Epidemiologi Rhabdomyolysis
Data epidemiologi menunjukkan bahwa rhabdomyolysis dapat terjadi pada semua usia, tetapi kasus ini lebih banyak ditemukan pada orang dewasa. Selain itu, secara demografi, rhabdomyolysis lebih banyak terjadi pada laki-laki, orang dengan obesitas, pasien berusia kurang dari 10 tahun, dan usia lebih dari 60 tahun.[3,5,6]
Global
Di Amerika Serikat, sekitar 25.000 kasus rhabdomyolysis dilaporkan setiap tahunnya. Pada pasien dewasa, penyebab terbanyak adalah penyalahgunaan alkohol dan obat-obatan terlarang, trauma, crush injury, dan efek miotoksik dari obat. Sementara itu, pada anak-anak, penyebab rhabdomyolysis yang paling umum adalah infeksi, yaitu sekitar 30%.[2,3]

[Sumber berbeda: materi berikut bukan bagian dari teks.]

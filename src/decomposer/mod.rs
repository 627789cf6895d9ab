//! Goal decomposition: a high-level goal becomes an ordered DAG of
//! micro-tasks.
//!
//! The decomposer is deterministic for identical input: task ids are derived
//! from a content hash of the goal, stage widths from the goal's word count.
//! Emitted plans always satisfy the scheduler contract: unique ids,
//! dependencies referencing earlier tasks only, no cycles.

use crate::{
    constants::MAX_DECOMPOSED_TASKS,
    models::{Capability, Priority, Task},
    FabricError, Result,
};
use serde::Serialize;
use sha2::{Digest, Sha256};
use std::collections::HashMap;

/// Summary statistics over an emitted plan.
#[derive(Debug, Clone, Serialize)]
pub struct PlanStats {
    pub total_tasks: usize,
    pub by_type: HashMap<String, usize>,
    /// Tasks with no dependencies; these may all start immediately.
    pub parallelizable: usize,
}

/// Goal intent, recognized from keywords. Selects the pipeline template.
#[derive(Debug, Clone, Copy, PartialEq, Eq)]
enum Intent {
    Content,
    Scouting,
    Learning,
    Analysis,
    Optimization,
    Testing,
    General,
}

impl Intent {
    fn classify(goal: &str) -> Self {
        let lower = goal.to_lowercase();
        let has = |words: &[&str]| words.iter().any(|w| lower.contains(w));

        if has(&["image", "picture", "photo", "video", "animation", "content"]) {
            Intent::Content
        } else if has(&["scan", "scout", "discover"]) {
            Intent::Scouting
        } else if has(&["learn", "study", "research"]) {
            Intent::Learning
        } else if has(&["analyze", "analysis", "data"]) {
            Intent::Analysis
        } else if has(&["optimize", "cost", "budget"]) {
            Intent::Optimization
        } else if has(&["test", "verify", "validate"]) {
            Intent::Testing
        } else {
            Intent::General
        }
    }

    /// Three-stage pipeline: wide ingest, narrower transform, single fan-in.
    fn stages(&self) -> [Capability; 3] {
        match self {
            Intent::Content => [
                Capability::DataIngestion,
                Capability::ContentGeneration,
                Capability::FeedbackAnalysis,
            ],
            Intent::Scouting => [
                Capability::TechScouting,
                Capability::BusinessAnalysis,
                Capability::StrategyEvolution,
            ],
            Intent::Learning => [
                Capability::DataIngestion,
                Capability::BusinessAnalysis,
                Capability::StrategyEvolution,
            ],
            Intent::Analysis => [
                Capability::DataIngestion,
                Capability::BusinessAnalysis,
                Capability::FeedbackAnalysis,
            ],
            Intent::Optimization => [
                Capability::CostOptimization,
                Capability::Experimentation,
                Capability::FeedbackAnalysis,
            ],
            Intent::Testing => [
                Capability::CodeAnalysis,
                Capability::IntegrationTesting,
                Capability::FeedbackAnalysis,
            ],
            Intent::General => [
                Capability::DataIngestion,
                Capability::BusinessAnalysis,
                Capability::ContentGeneration,
            ],
        }
    }
}

pub struct TaskDecomposer;

impl TaskDecomposer {
    pub fn new() -> Self {
        Self
    }

    /// Decompose a goal into a task DAG bounded by `max_tasks`.
    ///
    /// Stage n+1 tasks depend on every stage n task, so dependency edges
    /// always point at earlier-emitted ids.
    pub fn decompose(
        &self,
        goal: &str,
        context: &HashMap<String, serde_json::Value>,
        max_tasks: usize,
        priority: Priority,
    ) -> Result<Vec<Task>> {
        if goal.trim().is_empty() {
            return Err(FabricError::InvalidInput("goal cannot be empty".to_string()));
        }
        let max_tasks = max_tasks.clamp(1, MAX_DECOMPOSED_TASKS);

        let intent = Intent::classify(goal);
        let stages = intent.stages();

        let word_count = goal.split_whitespace().count();
        let widths = [
            (word_count / 6).clamp(1, 8),
            (word_count / 12).clamp(1, 4),
            1,
        ];

        let goal_tag = {
            let digest = Sha256::digest(goal.as_bytes());
            format!("{:x}", digest)[..8].to_string()
        };

        let mut tasks: Vec<Task> = Vec::new();
        let mut prev_stage_ids: Vec<String> = Vec::new();

        'stages: for (stage_idx, (&capability, &width)) in
            stages.iter().zip(widths.iter()).enumerate()
        {
            let mut stage_ids = Vec::new();
            for slot in 0..width {
                if tasks.len() >= max_tasks {
                    break 'stages;
                }

                let id = format!("{goal_tag}-{:03}", tasks.len());
                let mut task = Task::new(capability.as_str(), capability, priority)
                    .with_dependencies(prev_stage_ids.clone())
                    .with_parameter("goal", serde_json::Value::String(goal.to_string()))
                    .with_parameter("stage", serde_json::json!(stage_idx))
                    .with_parameter("slot", serde_json::json!(slot));
                task.id = id.clone();

                for (key, value) in context {
                    task.parameters
                        .entry(key.clone())
                        .or_insert_with(|| value.clone());
                }

                stage_ids.push(id);
                tasks.push(task);
            }
            prev_stage_ids = stage_ids;
        }

        Ok(tasks)
    }

    pub fn stats(&self, tasks: &[Task]) -> PlanStats {
        let mut by_type: HashMap<String, usize> = HashMap::new();
        for task in tasks {
            *by_type.entry(task.task_type.clone()).or_insert(0) += 1;
        }
        PlanStats {
            total_tasks: tasks.len(),
            parallelizable: tasks.iter().filter(|t| t.dependencies.is_empty()).count(),
            by_type,
        }
    }
}

impl Default for TaskDecomposer {
    fn default() -> Self {
        Self::new()
    }
}
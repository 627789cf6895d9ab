//! Input validation for the facade: bounded lengths, control-character
//! rejection, and HTML-escaping of free text before it reaches any
//! downstream component.

use crate::constants::{MAX_COLLECTION_SIZE, MAX_TEXT_INPUT_LENGTH};
use crate::FabricError;
use html_escape::encode_text;
use regex::Regex;

/// Free text (goals, prompts, chat messages) must match this allowlist:
/// printable characters plus common whitespace.
static SAFE_TEXT_REGEX: &str = r"^[^\x00-\x08\x0B\x0C\x0E-\x1F\x7F]+$";

#[derive(Debug, Clone)]
pub struct TextValidator {
    safe_text_regex: Regex,
}

impl TextValidator {
    pub fn new() -> Result<Self, FabricError> {
        let safe_text_regex = Regex::new(SAFE_TEXT_REGEX)
            .map_err(|e| FabricError::ConfigurationError(format!("Invalid regex pattern: {e}")))?;
        Ok(Self { safe_text_regex })
    }

    /// Bounds-check and sanitize free text. Returns the escaped form.
    pub fn validate_text(&self, field: &str, value: &str) -> Result<String, FabricError> {
        if value.trim().is_empty() {
            return Err(FabricError::InvalidInput(format!("{field} cannot be empty")));
        }
        if value.len() > MAX_TEXT_INPUT_LENGTH {
            return Err(FabricError::InvalidInput(format!(
                "{field} exceeds maximum length of {MAX_TEXT_INPUT_LENGTH} characters"
            )));
        }
        if !self.safe_text_regex.is_match(value) {
            return Err(FabricError::InvalidInput(format!(
                "{field} contains control characters"
            )));
        }
        Ok(encode_text(value).to_string())
    }

    /// Bound a collection's size before iterating it.
    pub fn validate_collection_size(field: &str, len: usize) -> Result<(), FabricError> {
        if len > MAX_COLLECTION_SIZE {
            return Err(FabricError::InvalidInput(format!(
                "{field} exceeds maximum size of {MAX_COLLECTION_SIZE}"
            )));
        }
        Ok(())
    }

    /// Parse a closed-set tag, surfacing the parse error as InvalidInput.
    pub fn parse_tag<T: std::str::FromStr<Err = String>>(
        field: &str,
        value: &str,
    ) -> Result<T, FabricError> {
        value
            .parse()
            .map_err(|e| FabricError::InvalidInput(format!("{field}: {e}")))
    }
}

impl Default for TextValidator {
    fn default() -> Self {
        Self::new().expect("Failed to build TextValidator")
    }
}

#[cfg(test)]
mod tests {
    use super::*;
    use crate::models::{Capability, Priority};

    #[test]
    fn accepts_normal_text() {
        let validator = TextValidator::new().unwrap();
        let result = validator.validate_text("goal", "Research new caching strategies");
        assert!(result.is_ok());
    }

    #[test]
    fn escapes_html() {
        let validator = TextValidator::new().unwrap();
        let sanitized = validator
            .validate_text("goal", "compare a < b && b > c")
            .unwrap();
        assert!(!sanitized.contains('<'));
        assert!(!sanitized.contains('>'));
    }

    #[test]
    fn rejects_empty_and_oversized_text() {
        let validator = TextValidator::new().unwrap();
        assert!(validator.validate_text("goal", "   ").is_err());

        let oversized = "x".repeat(MAX_TEXT_INPUT_LENGTH + 1);
        assert!(validator.validate_text("goal", &oversized).is_err());

        let at_limit = "x".repeat(MAX_TEXT_INPUT_LENGTH);
        assert!(validator.validate_text("goal", &at_limit).is_ok());
    }

    #[test]
    fn rejects_control_characters() {
        let validator = TextValidator::new().unwrap();
        assert!(validator.validate_text("goal", "null\x00byte").is_err());
        assert!(validator.validate_text("goal", "escape\x1bseq").is_err());
        // Plain newlines and tabs are fine
        assert!(validator.validate_text("goal", "line one\nline two\t!").is_ok());
    }

    #[test]
    fn collection_bound_is_enforced() {
        assert!(TextValidator::validate_collection_size("outputs", 10).is_ok());
        assert!(
            TextValidator::validate_collection_size("outputs", MAX_COLLECTION_SIZE + 1).is_err()
        );
    }

    #[test]
    fn closed_set_tags_parse_or_reject() {
        let cap: Capability = TextValidator::parse_tag("capability", "tech_scouting").unwrap();
        assert_eq!(cap, Capability::TechScouting);

        let err = TextValidator::parse_tag::<Capability>("capability", "time_travel");
        assert!(matches!(err, Err(FabricError::InvalidInput(_))));

        let priority: Priority = TextValidator::parse_tag("priority", "high").unwrap();
        assert_eq!(priority, Priority::High);
    }
}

Persentase pasien rhabdomyolisis yang mengalami gagal ginjal akut bervariasi tergantung tingkat keparahan penyakit. Pada pasien dengan rhabdomyolisis berat, angka kejadian gagal ginjal naik hingga 81%, dimana 26% pasien memerlukan terapi penggantian ginjal.[5]
Indonesia
Sampai saat ini, masih belum didapatkan data epidemiologi rhabdomyolysis di Indonesia. Kondisi ini akan meningkat kejadiannya di area dengan kasus gigitan ular yang tinggi. Di Indonesia, contoh ular yang dapat menyebabkan fatalitas adalah Acanthopis laevis di Maluku dan Papua. Rhabdomyolysis juga dapat timbul pada pasien yang mengalami cedera akibat tertimpa reruntuhan bangunan saat terjadi gempa bumi.
Mortalitas
Gejala rhabdomyolysis bervariasi dari ringan hingga berat. Secara keseluruhan, angka mortalitas rhabdomyolysis adalah sekitar 5%. Pada kasus berat, komplikasi yang paling sering terjadi adalah gagal ginjal akut. Sekitar 10-40% pasien rhabdomyolysis mengalami komplikasi gagal ginjal akut.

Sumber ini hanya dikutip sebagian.